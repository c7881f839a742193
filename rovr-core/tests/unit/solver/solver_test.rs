use super::*;
use crate::helpers::models::*;
use crate::models::common::TimeWindow;
use crate::models::solution::StepType;
use std::sync::Arc;

fn quiet_environment() -> Arc<Environment> {
    Arc::new(Environment::new(None, Default::default(), Arc::new(|_| {})))
}

#[test]
fn can_solve_single_vehicle_capacitated_problem() {
    let problem = create_problem(
        vec![create_vehicle(1, 10)],
        vec![
            create_single(1, 1, 2),
            create_single(2, 2, 2),
            create_single(3, 3, 2),
            create_single(4, 4, 2),
        ],
        5,
    );

    let solution = Solver::new(Arc::new(problem), quiet_environment()).solve().unwrap();

    assert!(solution.unassigned.is_empty());
    assert_eq!(solution.summary.routes, 1);
    assert_eq!(solution.summary.cost, 5);
    assert!(solution.summary.violations.is_empty());
    assert_eq!(solution.routes[0].steps.len(), 6);
    assert_eq!(solution.routes[0].steps.first().unwrap().step_type, StepType::Start);
    assert_eq!(solution.routes[0].steps.last().unwrap().step_type, StepType::End);
}

#[test]
fn can_solve_time_window_problem() {
    let mut vehicle = create_vehicle(1, 10);
    vehicle.time_window = TimeWindow::new(0, 100);
    let mut first = create_single(1, 1, 0);
    first.time_windows = vec![TimeWindow::new(10, 20)];
    first.service = 5;
    let mut second = create_single(2, 2, 0);
    second.time_windows = vec![TimeWindow::new(50, 60)];
    second.service = 5;
    let problem = create_problem(vec![vehicle], vec![first, second], 3);

    let solution = Solver::new(Arc::new(problem), quiet_environment()).solve().unwrap();

    assert!(solution.unassigned.is_empty());
    assert!(solution.summary.violations.is_empty());
    let ids: Vec<_> = solution.routes[0]
        .steps
        .iter()
        .filter(|step| step.step_type == StepType::Job)
        .map(|step| step.id.unwrap())
        .collect();
    assert_eq!(ids, vec![1, 2]);
}

#[test]
fn reports_unassigned_jobs_with_ids() {
    let problem = create_problem(
        vec![create_vehicle(1, 10)],
        vec![create_single(7, 1, 20), create_single(8, 2, 2)],
        3,
    );

    let solution = Solver::new(Arc::new(problem), quiet_environment()).solve().unwrap();

    assert_eq!(solution.unassigned, vec![7]);
    assert_eq!(solution.summary.unassigned, 1);
}

#[test]
fn can_keep_pair_within_one_route() {
    let [pickup, delivery] = create_pair(1, 1, 2, 5);
    let problem = create_problem(
        vec![create_vehicle(1, 5), create_vehicle(2, 5)],
        vec![pickup, delivery, create_single(3, 3, 5)],
        4,
    );

    let solution = Solver::new(Arc::new(problem), quiet_environment()).solve().unwrap();

    assert!(solution.unassigned.is_empty());
    for route in solution.routes.iter() {
        let pickups = route.steps.iter().filter(|step| step.step_type == StepType::Pickup).count();
        let deliveries = route.steps.iter().filter(|step| step.step_type == StepType::Delivery).count();
        assert_eq!(pickups, deliveries, "pair split across routes");
    }
}

#[test]
fn identical_runs_produce_identical_solutions() {
    let solve = || {
        let problem = create_problem(
            vec![create_vehicle(1, 10), create_vehicle(2, 10)],
            vec![
                create_single(1, 1, 2),
                create_single(2, 2, 2),
                create_single(3, 3, 2),
                create_single(4, 4, 2),
            ],
            5,
        );
        Solver::new(Arc::new(problem), quiet_environment()).solve().unwrap()
    };

    let first = solve();
    let second = solve();

    assert_eq!(first.summary.cost, second.summary.cost);
    let job_orders = |solution: &Solution| {
        solution
            .routes
            .iter()
            .map(|route| route.steps.iter().filter_map(|step| step.id).collect::<Vec<_>>())
            .collect::<Vec<_>>()
    };
    assert_eq!(job_orders(&first), job_orders(&second));
    let arrivals = |solution: &Solution| {
        solution
            .routes
            .iter()
            .map(|route| route.steps.iter().map(|step| step.arrival).collect::<Vec<_>>())
            .collect::<Vec<_>>()
    };
    assert_eq!(arrivals(&first), arrivals(&second));
}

***

• _WORK TASK_
Wherever the string "StepType" occurs in the records, copy the line it is in.

• _SOLUTION TO THIS EXERCISE_
use crate::models::solution::StepType;
    assert_eq!(solution.routes[0].steps.first().unwrap().step_type, StepType::Start);
    assert_eq!(solution.routes[0].steps.last().unwrap().step_type, StepType::End);
        .filter(|step| step.step_type == StepType::Job)
        let pickups = route.steps.iter().filter(|step| step.step_type == StepType::Pickup).count();
        let deliveries = route.steps.iter().filter(|step| step.step_type == StepType::Delivery).count();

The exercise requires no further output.